How to Read Excel File in Python using Openpyxl

Vidvatek
5 min readJan 4, 2024

--

As a data enthusiast, I understand the ubiquity of spreadsheets in the world of data, and Excel files are often the go-to format for storing structured information.

Fortunately, Python, with its arsenal of powerful libraries, simplifies working with Excel files.

In this article, I’ll delve into the process of reading Excel files in Python using the openpyxl library.

Whether I'm handling financial data, business reports, or any other Excel-based information, this guide equips me with the skills needed to effortlessly extract and manipulate data from Excel files.

Why Openpyxl?

Before we dive into the specifics, let’s briefly discuss why we’ve chosen openpyxl for this tutorial. openpyxl is a popular Python library for working with Excel files.

It allows us to read and write Excel files with ease and provides extensive functionality for managing Excel sheets, rows, columns, and cell values.

Prerequisites

To follow along with this tutorial, you’ll need to have Python installed on your system. Additionally, you should install the openpyxl library if you haven't already.

You can install it using pip:

pip install openpyxl

Reading Excel Files

Reading an Excel file using openpyxl is a straightforward process. Here's a step-by-step guide:

Step 1: Import the openpyxl Library

Start by importing the openpyxl library in your Python script.

import openpyxl

Step 2: Load the Excel File

Use openpyxl to load the Excel file you want to read.

# Load the Excel file
workbook = openpyxl.load_workbook('your_excel_file.xlsx')

Replace 'your_excel_file.xlsx' with the path to your Excel file.

Step 3: Access the Worksheet

Access the specific worksheet within the Excel file that you want to work with.

# Select the worksheet by name
worksheet = workbook['Sheet1']

Replace 'Sheet1' with the name of the worksheet you want to read.

Step 4: Retrieve Data

You can now retrieve data from the worksheet using openpyxl functions. For example, to get the value of a specific cell, use the cell() method.

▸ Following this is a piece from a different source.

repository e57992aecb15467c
pub mod indicators;
pub mod analyzer;


pub use indicators::*;
pub use analyzer::*;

# Get the value of a specific cell
cell_value = worksheet.cell(row=1, column=1).value
print(cell_value)

This code retrieves the value of the cell in the first row and first column (A1).

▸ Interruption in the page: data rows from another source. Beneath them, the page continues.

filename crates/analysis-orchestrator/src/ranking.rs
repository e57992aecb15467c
use analysis_core::{
    AnalysisResult, BucketIndicator, BucketSide, FinalSignal, IndicatorBucket, IndicatorConfig,
    IndicatorSnapshot, ResultSet, ScoredResult, TechnicalVerdict,
};
use chrono::Utc;
use std::cmp::Ordering;

/// Partition, rank and bucket a run's results.
///
/// Results are first ordered by symbol so the output does not depend on the
/// order in which workers finished; every later sort is stable.
pub fn build_result_set(
    mut results: Vec<AnalysisResult>,
    total_instruments: usize,
    config: &IndicatorConfig,
) -> ResultSet {
    results.sort_by(|a, b| a.symbol.cmp(&b.symbol));

    let mut buy = Vec::new();
    let mut sell = Vec::new();
    let mut hold = Vec::new();
    for result in results {
        match result.final_signal {
            FinalSignal::Buy => buy.push(result),
            FinalSignal::Sell => sell.push(result),
            FinalSignal::Hold => hold.push(result),
        }
    }

    buy.sort_by(compare_buy);
    sell.sort_by(compare_sell);

    let mut indicator_buckets = Vec::with_capacity(BucketIndicator::ALL.len() * 2);
    for indicator in BucketIndicator::ALL {
        indicator_buckets.push(score_bucket(indicator, BucketSide::Buy, &buy, config));
        indicator_buckets.push(score_bucket(indicator, BucketSide::Sell, &sell, config));
    }

    let overall = buy.iter().chain(&sell).chain(&hold).cloned().collect();

    ResultSet {
        generated_at: Utc::now(),
        total_instruments,
        overall,
        buy,
        sell,
        hold,
        indicator_buckets,
    }
}

/// Technically confirmed buys first, then strongest net pressure, then
/// strongest sentiment.
fn compare_buy(a: &AnalysisResult, b: &AnalysisResult) -> Ordering {
    let confirmed = |r: &AnalysisResult| r.technical_verdict == TechnicalVerdict::Buy;
    confirmed(b)
        .cmp(&confirmed(a))
        .then_with(|| b.net_pressure.total_cmp(&a.net_pressure))
        .then_with(|| b.sentiment_score.total_cmp(&a.sentiment_score))
}

/// Mirror image of [`compare_buy`]: technically confirmed sells first, then
/// the most negative net pressure, then the most negative sentiment.
fn compare_sell(a: &AnalysisResult, b: &AnalysisResult) -> Ordering {
    let confirmed = |r: &AnalysisResult| r.technical_verdict == TechnicalVerdict::Sell;
    confirmed(b)
        .cmp(&confirmed(a))
        .then_with(|| a.net_pressure.total_cmp(&b.net_pressure))
        .then_with(|| a.sentiment_score.total_cmp(&b.sentiment_score))
}

/// Relative strength of an already classified result within one indicator
/// bucket. `None` when a value the score needs is missing.
pub fn indicator_score(
    indicator: BucketIndicator,
    side: BucketSide,
    snapshot: &IndicatorSnapshot,
    config: &IndicatorConfig,
) -> Option<f64> {
    let s = snapshot;
    match (indicator, side) {
        (BucketIndicator::Bollinger, BucketSide::Buy) => Some(s.bollinger_lower? - s.close?),
        (BucketIndicator::Bollinger, BucketSide::Sell) => Some(s.close? - s.bollinger_upper?),
        (BucketIndicator::Macd, BucketSide::Buy) => Some(s.macd? - s.macd_signal?),
        (BucketIndicator::Macd, BucketSide::Sell) => Some(s.macd_signal? - s.macd?),
        (BucketIndicator::Rsi, BucketSide::Buy) => Some(config.rsi_oversold - s.rsi?),
        (BucketIndicator::Rsi, BucketSide::Sell) => Some(s.rsi? - config.rsi_overbought),
        (BucketIndicator::MovingAverage, BucketSide::Buy) => Some(s.short_ma? - s.long_ma?),
        (BucketIndicator::MovingAverage, BucketSide::Sell) => Some(s.long_ma? - s.short_ma?),
    }
}

fn score_bucket(
    indicator: BucketIndicator,
    side: BucketSide,
    ranked: &[AnalysisResult],
    config: &IndicatorConfig,
) -> IndicatorBucket {
    let scores: Vec<Option<f64>> = ranked
        .iter()
        .map(|r| indicator_score(indicator, side, &r.indicators, config))
        .collect();

    let mut bucket = IndicatorBucket {
        indicator,
        side,
        scored: true,
        entries: Vec::with_capacity(ranked.len()),
    };

    if let Some(pos) = scores.iter().position(Option::is_none) {
        tracing::warn!(
            "Scoring disabled for {}: {} lacks the required values",
            bucket.name(),
            ranked[pos].symbol
        );
        bucket.scored = false;
        bucket.entries = ranked
            .iter()
            .cloned()
            .map(|result| ScoredResult { result, score: None })
            .collect();
        return bucket;
    }

    bucket.entries = ranked
        .iter()
        .cloned()
        .zip(scores)
        .map(|(result, score)| ScoredResult { result, score })
        .collect();
    bucket.entries.sort_by(|a, b| {
        let (a, b) = (a.score.unwrap_or(f64::NEG_INFINITY), b.score.unwrap_or(f64::NEG_INFINITY));
        b.total_cmp(&a)
    });
    bucket
}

Example: Total number of rows

To determine the total number of rows in an Excel worksheet using the openpyxl library in Python, you can use the max_row attribute of the worksheet object. Here's how you can do it.

import openpyxl

# Load the Excel file
workbook = openpyxl.load_workbook('your_excel_file.xlsx')
# Select the worksheet by name
worksheet = workbook['Sheet1'] # Replace 'Sheet1' with the name of your worksheet
# Get the total number of rows in the worksheet
total_rows = worksheet.max_row
print(f'Total number of rows: {total_rows}')

Replace 'your_excel_file.xlsx' with the path to your Excel file and 'Sheet1' with the name of the worksheet you want to count rows in.

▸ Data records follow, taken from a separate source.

use analysis_core::{stats, PriceBar};

// Every column returned here is aligned with its input: element `i` is the
// indicator value at bar `i`, `NaN` where the value is not yet defined.

/// Rolling mean over `window` values that starts producing output once
/// `min_periods` values are available.
pub fn rolling_mean(data: &[f64], window: usize, min_periods: usize) -> Vec<f64> {
    if window == 0 {
        return vec![f64::NAN; data.len()];
    }
    let min_periods = min_periods.clamp(1, window);

    (0..data.len())
        .map(|i| {
            let slice = &data[(i + 1).saturating_sub(window)..=i];
            if slice.len() < min_periods {
                f64::NAN
            } else {
                stats::mean(slice)
            }
        })
        .collect()
}

/// Rolling sample standard deviation over full windows only.
pub fn rolling_std(data: &[f64], window: usize) -> Vec<f64> {
    if window == 0 {
        return vec![f64::NAN; data.len()];
    }

    (0..data.len())
        .map(|i| {
            if i + 1 < window {
                f64::NAN
            } else {
                stats::std_dev(&data[i + 1 - window..=i])
            }
        })
        .collect()
}

/// Simple Moving Average. Leading bars average over whatever history exists,
/// so the first `period - 1` values are partial-window means.
pub fn sma(data: &[f64], period: usize) -> Vec<f64> {
    rolling_mean(data, period, 1)
}

/// Exponential Moving Average, recursive form seeded with the first value:
/// `ema[t] = a * x[t] + (1 - a) * ema[t-1]`, `a = 2 / (span + 1)`.
pub fn ema(data: &[f64], span: usize) -> Vec<f64> {
    if span == 0 {
        return vec![f64::NAN; data.len()];
    }
    let alpha = 2.0 / (span as f64 + 1.0);

    let mut result = Vec::with_capacity(data.len());
    for (i, &x) in data.iter().enumerate() {
        let value = if i == 0 {
            x
        } else {
            alpha * x + (1.0 - alpha) * result[i - 1]
        };
        result.push(value);
    }
    result
}

/// Relative Strength Index from rolling means of gains and losses.
///
/// The first bar has no predecessor and counts as an unchanged bar, so the
/// first value appears at index `period - 1`. A window without losses reads
/// 100 when it has gains and 50 when the price never moved.
pub fn rsi(data: &[f64], period: usize) -> Vec<f64> {
    if period == 0 {
        return vec![f64::NAN; data.len()];
    }

    let mut gains = Vec::with_capacity(data.len());
    let mut losses = Vec::with_capacity(data.len());
    for i in 0..data.len() {
        let change = if i == 0 { 0.0 } else { data[i] - data[i - 1] };
        if change > 0.0 {
            gains.push(change);
            losses.push(0.0);
        } else {
            gains.push(0.0);
            losses.push(-change);
        }
    }

    let avg_gain = rolling_mean(&gains, period, period);
    let avg_loss = rolling_mean(&losses, period, period);

    avg_gain
        .iter()
        .zip(&avg_loss)
        .map(|(&gain, &loss)| {
            if gain.is_nan() || loss.is_nan() {
                f64::NAN
            } else if loss == 0.0 {
                if gain > 0.0 {
                    100.0
                } else {
                    50.0
                }
            } else {
                let rs = gain / loss;
                100.0 - (100.0 / (1.0 + rs))
            }
        })
        .collect()
}

/// MACD (Moving Average Convergence Divergence)
pub struct MacdResult {
    pub macd_line: Vec<f64>,
    pub signal_line: Vec<f64>,
    pub histogram: Vec<f64>,
}

pub fn macd(data: &[f64], fast_span: usize, slow_span: usize, signal_span: usize) -> MacdResult {
    let ema_fast = ema(data, fast_span);
    let ema_slow = ema(data, slow_span);

    let macd_line: Vec<f64> = ema_fast.iter().zip(&ema_slow).map(|(f, s)| f - s).collect();
    let signal_line = ema(&macd_line, signal_span);
    let histogram = macd_line.iter().zip(&signal_line).map(|(m, s)| m - s).collect();

    MacdResult {
        macd_line,
        signal_line,
        histogram,
    }
}

/// Bollinger Bands
pub struct BollingerBands {
    pub upper: Vec<f64>,
    pub middle: Vec<f64>,
    pub lower: Vec<f64>,
}

/// Rolling mean +/- `num_std` rolling sample deviations. Undefined until a
/// full window exists.
pub fn bollinger_bands(data: &[f64], period: usize, num_std: f64) -> BollingerBands {
    let middle = rolling_mean(data, period, period);
    let std = rolling_std(data, period);

    let upper = middle.iter().zip(&std).map(|(m, s)| m + num_std * s).collect();
    let lower = middle.iter().zip(&std).map(|(m, s)| m - num_std * s).collect();

    BollingerBands {
        upper,
        middle,
        lower,
    }
}

/// Volume-weighted buying and selling intensity
#[derive(Debug, Clone, Copy, Default, PartialEq)]
pub struct Pressure {
    pub buy: f64,
    pub sell: f64,
}

impl Pressure {
    pub fn net(&self) -> f64 {
        self.buy - self.sell
    }
}

/// Sum of `volume * |percent change|`, split by the sign of the change.
/// Unchanged bars, and bars following a zero close, count on neither side.
pub fn buy_sell_pressure(bars: &[PriceBar]) -> Pressure {
    let mut pressure = Pressure::default();

    for pair in bars.windows(2) {
        let (prev, current) = (&pair[0], &pair[1]);
        if prev.close == 0.0 {
            continue;
        }
        let change_pct = (current.close - prev.close) / prev.close * 100.0;
        let weighted = current.volume * change_pct.abs();
        if !weighted.is_finite() {
            continue;
        }

        if change_pct > 0.0 {
            pressure.buy += weighted;
        } else if change_pct < 0.0 {
            pressure.sell += weighted;
        }
    }

    pressure
}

The worksheet.max_row attribute returns the maximum row number that contains data in the worksheet, effectively giving you the total number of rows.

Example: Total number of columns

To determine the total number of columns in an Excel worksheet using the openpyxl library in Python, you can use the max_column attribute of the worksheet object. Here's how you can do it.

import openpyxl

# Load the Excel file
workbook = openpyxl.load_workbook('your_excel_file.xlsx')
# Select the worksheet by name
worksheet = workbook['Sheet1'] # Replace 'Sheet1' with the name of your worksheet
# Get the total number of columns in the worksheet
total_columns = worksheet.max_column
print(f'Total number of columns: {total_columns}')

The worksheet.max_column attribute returns the maximum column number that contains data in the worksheet, effectively giving you the total number of columns.

Example: Display all columns name

Display all the column names (header values) in an Excel worksheet using the openpyxl library in Python, you can iterate through the header row and print each cell's value. Here's how you can do it.

import openpyxl

# Load the Excel file
workbook = openpyxl.load_workbook('your_excel_file.xlsx')
# Select the worksheet by name
worksheet = workbook['Sheet1'] # Replace 'Sheet1' with the name of your worksheet
# Assuming the headers are in the first row (row 1)
header_row = worksheet[1]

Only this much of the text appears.